Reading this book made me relive in a good way the path my siblings and I walked with my parents.  Like Chast, we are all so at peace with our parents' deaths.  And now I realize the responsibility we have to our own children.  We need to have these discussions about death and arrangements and finances and living wills and medical directives.

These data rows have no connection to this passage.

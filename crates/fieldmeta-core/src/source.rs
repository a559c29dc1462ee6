use serde_json::Value;
use tracing::debug;

use crate::error::FetchError;
use crate::models::{EditMetaInfo, IssueTypeMetadata, MetaInfo};

/// Expansion that makes create metadata include the field schemas
pub const EXPAND_FIELDS: &str = "projects.issuetypes.fields";

/// Something that can produce raw metadata documents (usually an HTTP client).
///
/// Implementations own transport, authentication and paging; the decoded
/// JSON is handed back untouched.
pub trait MetaSource: Send + Sync {
    type Error: std::error::Error + Send + Sync + 'static;

    /// Create metadata for the projects/issue types selected by `query`
    fn create_meta(&self, query: &CreateMetaQuery) -> Result<Value, Self::Error>;

    /// Edit metadata of an existing issue
    fn edit_meta(&self, issue_key: &str) -> Result<Value, Self::Error>;

    /// One page of the issue types a project offers for creation
    fn create_meta_issue_types(&self, project_key: &str) -> Result<Value, Self::Error>;

    /// One page of the field listing of a single issue type
    fn create_meta_fields(
        &self,
        project_key: &str,
        issue_type_id: &str,
    ) -> Result<Value, Self::Error>;
}

/// Filters for the create metadata request
#[derive(Debug, Clone, PartialEq, Eq)]
pub struct CreateMetaQuery {
    pub project_ids: Vec<String>,
    pub project_keys: Vec<String>,
    pub issue_type_ids: Vec<String>,
    pub issue_type_names: Vec<String>,
    pub expand: Option<String>,
}

impl Default for CreateMetaQuery {
    fn default() -> Self {
        Self {
            project_ids: Vec::new(),
            project_keys: Vec::new(),
            issue_type_ids: Vec::new(),
            issue_type_names: Vec::new(),
            expand: Some(EXPAND_FIELDS.to_string()),
        }
    }
}

impl CreateMetaQuery {
    pub fn for_project(project_key: impl Into<String>) -> Self {
        Self {
            project_keys: vec![project_key.into()],
            ..Self::default()
        }
    }

    pub fn issue_type_name(mut self, name: impl Into<String>) -> Self {
        self.issue_type_names.push(name.into());
        self
    }

    /// Query parameters in the API's comma-separated form; empty filters are
    /// left out
    pub fn to_query_pairs(&self) -> Vec<(&'static str, String)> {
        let lists = [
            ("projectIds", &self.project_ids),
            ("projectKeys", &self.project_keys),
            ("issuetypeIds", &self.issue_type_ids),
            ("issuetypeNames", &self.issue_type_names),
        ];

        let mut pairs: Vec<(&'static str, String)> = lists
            .into_iter()
            .filter(|(_, values)| !values.is_empty())
            .map(|(name, values)| (name, values.join(",")))
            .collect();
        if let Some(expand) = &self.expand {
            pairs.push(("expand", expand.clone()));
        }
        pairs
    }
}

/// Fetch and decode create metadata
pub fn fetch_create_meta<S: MetaSource + ?Sized>(
    source: &S,
    query: &CreateMetaQuery,
) -> Result<MetaInfo, FetchError<S::Error>> {
    debug!(?query, "fetching create metadata");
    let raw = source.create_meta(query).map_err(FetchError::Transport)?;
    Ok(MetaInfo::from_value(&raw)?)
}

/// Fetch and decode edit metadata of one issue
pub fn fetch_edit_meta<S: MetaSource + ?Sized>(
    source: &S,
    issue_key: &str,
) -> Result<EditMetaInfo, FetchError<S::Error>> {
    debug!(issue = issue_key, "fetching edit metadata");
    let raw = source.edit_meta(issue_key).map_err(FetchError::Transport)?;
    Ok(EditMetaInfo::from_value(&raw)?)
}

/// Fetch and decode the issue types of one project, without their fields
pub fn fetch_issue_types<S: MetaSource + ?Sized>(
    source: &S,
    project_key: &str,
) -> Result<Vec<IssueTypeMetadata>, FetchError<S::Error>> {
    debug!(project = project_key, "fetching issue types");
    let raw = source
        .create_meta_issue_types(project_key)
        .map_err(FetchError::Transport)?;
    Ok(IssueTypeMetadata::list_from_page(&raw)?)
}

/// Fetch and decode the field listing of one issue type
pub fn fetch_issue_type_fields<S: MetaSource + ?Sized>(
    source: &S,
    project_key: &str,
    issue_type_id: &str,
    issue_type_name: &str,
) -> Result<IssueTypeMetadata, FetchError<S::Error>> {
    debug!(
        project = project_key,
        issue_type = issue_type_id,
        "fetching issue type fields"
    );
    let raw = source
        .create_meta_fields(project_key, issue_type_id)
        .map_err(FetchError::Transport)?;
    Ok(IssueTypeMetadata::from_field_page(
        issue_type_id,
        issue_type_name,
        &raw,
    )?)
}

I think I am now ready to focus on sewing.  And maybe a batch of poppy seed fig jam thumbprint cookies.  





Monday, July 13, 2015

'Roid Rage

A tote bag with a vinyl bottom for my dear physical terrorist's daughter
Steroids.  Oy.  Up since two.  One more day.  Began to clean out my parents' papers and made small progress but progress.  And then, after starting a lovely book, "At The Water's Edge" by Sara Gruen, then ants in the pants happened and I had to head to the studio.  I need to made a med file for all the appointments coming up, and I have a slew of thank-you notes.  But just to keep me focused a bit here's a picture-heavy post of things on my immediate radar.  However, my definition of "immediate radar" seems to be changing. 
A Molly Market Tote Bag because I sold my last one but not without making sure I could duplicate it

Maybe something with these fabrics - a Hazel Hipster

A Trapezoid Tote all ready to assemble - I'm determined to make this one neater.  Current one to go the the wife of the fabulous Dr. Mike Dupont at the Family Medical Center of LaGrange.  I'd show you the invisible magnets that hold the bag together, but they are - well, difficult to see. 

Figuring out what to do with these Alison Glass fat quarters - something for the current swap project with the Ann Arbor Modern Quilt Guild that is due in August

Moving these to my too ugly to live pile or swapping them for something.  What on earth was I thinking?

Putting these away - I don't know how this pile got started.       
Doing a bag or purse for my buddy Wayne's wife Wendy.  This black-and white comma fabric by Zen Chic in one of my favorites, and I know she will like this, too.  

Ok, ok.  Rage is too strong.  Let's just call this 'roid creativity...  Maybe I'll just sing "Back in the Saddle Again," which I think I actually have a recording of!

Saturday, July 11, 2015

Another Blip in the Ryhthm of the Studio

All I have wanted to do is finish this purse - the Noodlehead Trail Tote in Carolyn Friedlander's Doe fabrics.  You can see that I changed the light piping and strap to black.  It is finally finished, and I am test driving it to the Goodman Theatre today.

But I have been in the hospital again.  Last month is was to go on blood thinners.  This month it was to stop the subdural hematomas and go off the blood thinners.  I have a huge list of specialists to see, and my brother-in-law the ENT surgeon gave me this wisdom:  See the specialists in the order of what you think is gonna kill you first.   So, neurosurgeon, hematologist, gastroenterologist, pulmonologist, and finally the interventional radiologists who put a little umbrella in my vena dava designed to catch any DVT's.   If necessary, I urge you to use this same advice

I feel great. I am under orders to walk but not lift weights.   And get this:  I can sew all I want to!  This second stay at LaGrange Hospital was another most positive experience.  I am feeling very lucky for the care I received from the medical community, my family, and my friends!

interior pockets

I don't know if this is fortunate or not.  The drug I'm taking to stop the brain bleeds is a steroid.  And I think I'm wired.  Tomorrow's post may be one of those listings of all the projects I have rolling around in my brain.  However, the steroids end Tuesday morning.  We'll see...

Good to be alive and walking and looking for daily joy!